AI search in online dictionary sources & meanings containing GRAPH AUTOMORPHISM

GRAPH AUTOMORPHISM

  • Grape
  • n.

    Grapeshot.

  • Viticulture
  • n.

    The cultivation of the vine; grape growing.

  • Raisin
  • n.

    A grape, or a bunch of grapes.

  • Grape
  • n.

    A mangy tumor on the leg of a horse.

  • Plum
  • n.

    A grape dried in the sun; a raisin.

  • Grapy
  • a.

    Composed of, or resembling, grapes.

  • Pomelo
  • n.

    A variety of shaddock, called also grape fruit.

  • Burdelais
  • n.

    A sort of grape.

  • Grape
  • n.

    The plant which bears this fruit; the grapevine.

  • Aciniform
  • a.

    Full of small kernels like a grape.

  • Musk
  • n.

    A plant of the genus Muscari; grape hyacinth.

  • Chasselas
  • n.

    A white grape, esteemed for the table.

  • Hartford
  • n.

    The Hartford grape, a variety of grape first raised at Hartford, Connecticut, from the Northern fox grape.
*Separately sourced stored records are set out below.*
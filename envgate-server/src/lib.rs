/*!
    The SSH session engine (C5): listener lifecycle, per-connection role
    authentication, and per-channel `env`/`exec` dispatch.

    [`EnvgateServer`] owns the `russh` server configuration and the set of
    bound listeners; [`handler::ConnectionHandler`] is the `russh::server::
    Handler` implementation driving one accepted connection; [`commands`]
    dispatches the four exec commands against the crypto, auth, and store
    layers.
*/

mod commands;
mod error;
mod handler;
mod listener;
mod rsa_wire;
mod session;

pub use commands::{CommandContext, CommandOutcome};
pub use error::{ServerError, ServerResult};
pub use listener::{EnvgateServer, load_host_key};
pub use rsa_wire::rsa_public_key_wire;
pub use session::{ChannelPhase, ChannelState, Role};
Its large dark-colored berries ripen earlier than those of most other kinds.

  • Uveous
  • a.

    Resembling a grape.

  • Hopper
  • n.

    See Grasshopper, and Frog hopper, Grape hopper, Leaf hopper, Tree hopper, under Frog, Grape, Leaf, and Tree.

  • Grape
  • n.

    A well-known edible berry growing in pendent clusters or bunches on the grapevine. The berries are smooth-skinned, have a juicy pulp, and are cultivated in great quantities for table use and for making wine and raisins.

  • Grapestone
  • n.

    A seed of the grape.

  • Frontignan
  • n.

    A grape of many varieties and colors.